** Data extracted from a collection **
▽

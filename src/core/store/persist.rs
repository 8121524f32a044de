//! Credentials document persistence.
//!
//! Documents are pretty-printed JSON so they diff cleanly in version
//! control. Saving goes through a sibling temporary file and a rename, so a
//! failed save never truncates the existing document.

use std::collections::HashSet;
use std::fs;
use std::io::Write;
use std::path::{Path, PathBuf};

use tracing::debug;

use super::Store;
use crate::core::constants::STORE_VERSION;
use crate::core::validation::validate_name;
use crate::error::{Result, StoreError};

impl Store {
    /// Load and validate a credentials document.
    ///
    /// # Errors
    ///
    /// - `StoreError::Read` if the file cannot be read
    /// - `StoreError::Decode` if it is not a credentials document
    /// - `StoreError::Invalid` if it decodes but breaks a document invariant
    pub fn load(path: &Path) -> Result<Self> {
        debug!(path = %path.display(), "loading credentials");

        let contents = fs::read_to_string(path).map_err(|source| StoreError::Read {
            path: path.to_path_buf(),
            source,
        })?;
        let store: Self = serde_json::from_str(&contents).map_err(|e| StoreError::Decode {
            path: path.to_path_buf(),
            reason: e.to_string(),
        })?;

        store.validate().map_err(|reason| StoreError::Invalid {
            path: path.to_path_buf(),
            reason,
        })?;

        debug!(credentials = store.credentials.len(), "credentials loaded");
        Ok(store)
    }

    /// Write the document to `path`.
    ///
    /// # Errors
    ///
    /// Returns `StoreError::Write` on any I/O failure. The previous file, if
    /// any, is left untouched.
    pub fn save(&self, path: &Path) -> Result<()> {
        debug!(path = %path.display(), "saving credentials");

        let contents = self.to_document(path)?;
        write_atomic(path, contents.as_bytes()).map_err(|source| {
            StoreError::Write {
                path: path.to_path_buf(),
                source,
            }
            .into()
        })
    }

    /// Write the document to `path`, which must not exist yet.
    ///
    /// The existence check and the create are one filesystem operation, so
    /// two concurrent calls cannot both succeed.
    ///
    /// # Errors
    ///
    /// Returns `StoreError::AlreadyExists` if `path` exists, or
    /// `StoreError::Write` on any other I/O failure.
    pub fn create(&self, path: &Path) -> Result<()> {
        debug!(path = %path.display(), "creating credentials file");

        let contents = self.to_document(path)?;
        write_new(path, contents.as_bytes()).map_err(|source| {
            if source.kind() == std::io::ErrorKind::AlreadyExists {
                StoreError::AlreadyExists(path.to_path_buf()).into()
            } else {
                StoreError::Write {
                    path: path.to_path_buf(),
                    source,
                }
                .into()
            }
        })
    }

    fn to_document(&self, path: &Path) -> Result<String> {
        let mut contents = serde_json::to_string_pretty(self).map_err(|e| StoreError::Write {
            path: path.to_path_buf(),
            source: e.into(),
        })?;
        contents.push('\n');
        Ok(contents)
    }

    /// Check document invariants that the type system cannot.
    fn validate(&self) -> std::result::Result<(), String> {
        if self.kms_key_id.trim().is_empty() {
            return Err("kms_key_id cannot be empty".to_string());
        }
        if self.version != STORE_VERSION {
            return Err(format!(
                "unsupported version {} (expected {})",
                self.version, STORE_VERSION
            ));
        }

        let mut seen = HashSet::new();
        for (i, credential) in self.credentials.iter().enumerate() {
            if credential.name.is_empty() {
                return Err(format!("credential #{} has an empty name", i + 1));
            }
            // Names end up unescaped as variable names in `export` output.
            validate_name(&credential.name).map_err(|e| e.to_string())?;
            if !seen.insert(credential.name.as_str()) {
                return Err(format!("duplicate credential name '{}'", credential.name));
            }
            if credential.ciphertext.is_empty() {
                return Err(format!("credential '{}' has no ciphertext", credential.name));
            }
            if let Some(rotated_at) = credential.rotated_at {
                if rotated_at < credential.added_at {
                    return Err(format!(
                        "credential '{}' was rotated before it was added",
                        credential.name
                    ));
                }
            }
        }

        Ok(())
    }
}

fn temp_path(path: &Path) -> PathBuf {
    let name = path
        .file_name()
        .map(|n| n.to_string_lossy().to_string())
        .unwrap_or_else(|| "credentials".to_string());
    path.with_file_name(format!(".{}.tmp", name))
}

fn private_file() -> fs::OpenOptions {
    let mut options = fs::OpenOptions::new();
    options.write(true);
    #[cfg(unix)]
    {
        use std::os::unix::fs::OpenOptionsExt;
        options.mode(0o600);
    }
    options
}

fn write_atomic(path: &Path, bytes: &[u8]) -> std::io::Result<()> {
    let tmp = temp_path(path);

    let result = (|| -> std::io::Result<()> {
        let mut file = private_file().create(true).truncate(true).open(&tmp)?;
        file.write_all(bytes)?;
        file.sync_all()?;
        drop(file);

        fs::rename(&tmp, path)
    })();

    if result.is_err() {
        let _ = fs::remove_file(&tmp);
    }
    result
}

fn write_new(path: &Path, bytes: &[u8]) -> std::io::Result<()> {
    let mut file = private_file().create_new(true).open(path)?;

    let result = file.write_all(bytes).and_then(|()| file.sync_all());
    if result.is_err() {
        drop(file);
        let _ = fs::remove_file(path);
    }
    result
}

△

** TASK TO COMPLETE **
Nothing but a number is expected: the count of lines in the data that include the word "HashSet".

** TASK SOLUTION **
2